[<prev] [next>] [<thread-prev] [thread-next>] [day] [month] [year] [list]
Message-ID: <20170207014218.GA83671@ast-mbp.thefacebook.com>
Date: Mon, 6 Feb 2017 17:42:20 -0800
From: Alexei Starovoitov <alexei.starovoitov@...il.com>
To: Andy Lutomirski <luto@...capital.net>
Cc: Alexei Starovoitov <ast@...com>,
"David S . Miller" <davem@...emloft.net>,
Daniel Borkmann <daniel@...earbox.net>,
David Ahern <dsa@...ulusnetworks.com>,
Tejun Heo <tj@...nel.org>,
"Eric W . Biederman" <ebiederm@...ssion.com>,
Network Development <netdev@...r.kernel.org>
Subject: Re: [PATCH v2 net] bpf: add bpf_sk_netns_id() helper
On Sat, Feb 04, 2017 at 08:17:57PM -0800, Andy Lutomirski wrote:
> On Sat, Feb 4, 2017 at 8:05 PM, Alexei Starovoitov
> <alexei.starovoitov@...il.com> wrote:
> > On Sat, Feb 04, 2017 at 07:33:14PM -0800, Andy Lutomirski wrote:
> >> On Sat, Feb 4, 2017 at 7:25 PM, Alexei Starovoitov
> >> <alexei.starovoitov@...il.com> wrote:
> >> > On Sat, Feb 04, 2017 at 09:15:10AM -0800, Andy Lutomirski wrote:
> >> >> On Fri, Feb 3, 2017 at 5:22 PM, Alexei Starovoitov <ast@...com> wrote:
> >> >> > Note that all bpf programs types are global.
> >> >>
> >> >> I don't think this has a clear enough meaning to work with. In
> >> >
> >> > Please clarify what you mean. The quoted part says
> >> > "bpf programs are global". What is not "clear enough" there?
> >>
> >> What does "bpf programs are global" mean? I am genuinely unable to
> >> figure out what you mean. Here are some example guesses of what you
> >> might mean:
> >>
> >> - BPF programs are compiled independently of a namespace. This is
> >> certainly true, but I don't think it matters.
> >>
> >> - You want BPF programs to affect everything on the system. But this
> >> doesn't seem right to be -- they only affect things in the relevant
> >> cgroup, so they're not global in that sense.
> >
> > All bpf program types are global in the sense that you can
> > make all of them to operate across all possible scopes and namespaces.
>
> I still don't understand what you mean here.
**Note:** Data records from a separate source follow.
pub mod error;
pub mod types;

pub use error::{KernbenchError, Result};
pub use types::*;

#[cfg(test)]
mod tests {
    use super::*;

    #[test]
    fn test_constants() {
        assert_eq!(PROVENANCE, "provenance");
    }
}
A seccomp program runs
> in the process that installs it and children -- it does not run in
> "all possible scopes".
seccomp and classic bpf is different, since there is no concept
of the program there. cbpf is a stateless set of instructions
that belong to some entity like seccomp or socket. ebpf is stateful
and starts with the program, then hook and then scope.
> A socket filter runs on a single socket and
> therefore runs in a single netns. So presumably I'm still
> misunderstanding you
in classic - yes. ebpf can have the same program attached to
multiple sockets in different netns.
For classic - the object is the socket and the user can only
manipulate that socket. For extended - the object is the program
and it can exist on its own. Like the program can be pinned in bpffs
while it's not attached to any hook.
For classic bpf the ideas of CRIU naturally apply, since
it checkpoints the socket and it happens that socket has
a set of statless cbpf instructions within. So it's
expected to save/restore cbpf as part of socket save/restore.
In case of ebpf the program exists independently of the socket.
Doing save/restore of the ebpf program attached to a socket
is meaningless, since it could be pinned in bpffs, attached
to other sockets, has state in bpf maps, some other process
might be actively talking to that program and so on.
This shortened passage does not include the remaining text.